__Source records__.
***

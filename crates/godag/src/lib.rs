//! godag - Gene Ontology DAG flattener
#![deny(clippy::unwrap_used, clippy::expect_used)]
//!
//! Fetches the Gene Ontology OBO release, assembles its term DAG and writes
//! it out as a flat predecessor -> successors mapping, optionally with an
//! id -> name lookup.
//!
//! - **Retrieval**: [`downloader::GoDownloader`] (HTTP with retries, or a local file)
//! - **Parsing**: [`parser::OboParser`] into [`dag::GoDag`]
//! - **Extraction**: [`graph::build_graph`] and [`lookup::build_name_lookup`]
//! - **Output**: JSON or tab-delimited rows via [`serializer`]
//!
//! # Example
//!
//! ```no_run
//! use godag::{load_dag, build_graph, write_output, DagOptions, GraphOptions, OutputFormat};
//! use std::path::Path;
//!
//! fn main() -> godag::Result<()> {
//!     let dag = load_dag(Path::new("go-basic.obo"), &DagOptions::default())?;
//!     let (graph, _stats) = build_graph(&dag, &GraphOptions::default());
//!     write_output(graph.as_map(), Path::new("graph.tsv"), OutputFormat::Dsv)?;
//!     Ok(())
//! }
//! ```

pub mod cli;
pub mod config;
pub mod dag;
pub mod downloader;
pub mod error;
pub mod graph;
pub mod lookup;
pub mod models;
pub mod parser;
pub mod pipeline;
pub mod progress;
pub mod serializer;

// Re-export commonly used types
pub use cli::Cli;
pub use config::FetchConfig;
pub use dag::{DagOptions, GoDag, TermSource};
pub use downloader::{GoDownloader, OntologyHandle};
pub use error::{GoError, Result};
pub use graph::{build_graph, Graph, GraphOptions, GraphStats, KeyMode, Sentinels};
pub use lookup::{build_name_lookup, NameLookup};
pub use models::{GoTerm, Namespace, OboHeader, RelationshipType};
pub use parser::{OboDocument, OboParser};
pub use pipeline::{load_dag, Pipeline, RunOptions, RunReport};
pub use serializer::{write_output, OutputFormat};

***

The answer must be every line from the records above that contains the word "Gene", copied out.

//! godag - Gene Ontology DAG flattener
//! Fetches the Gene Ontology OBO release, assembles its term DAG and writes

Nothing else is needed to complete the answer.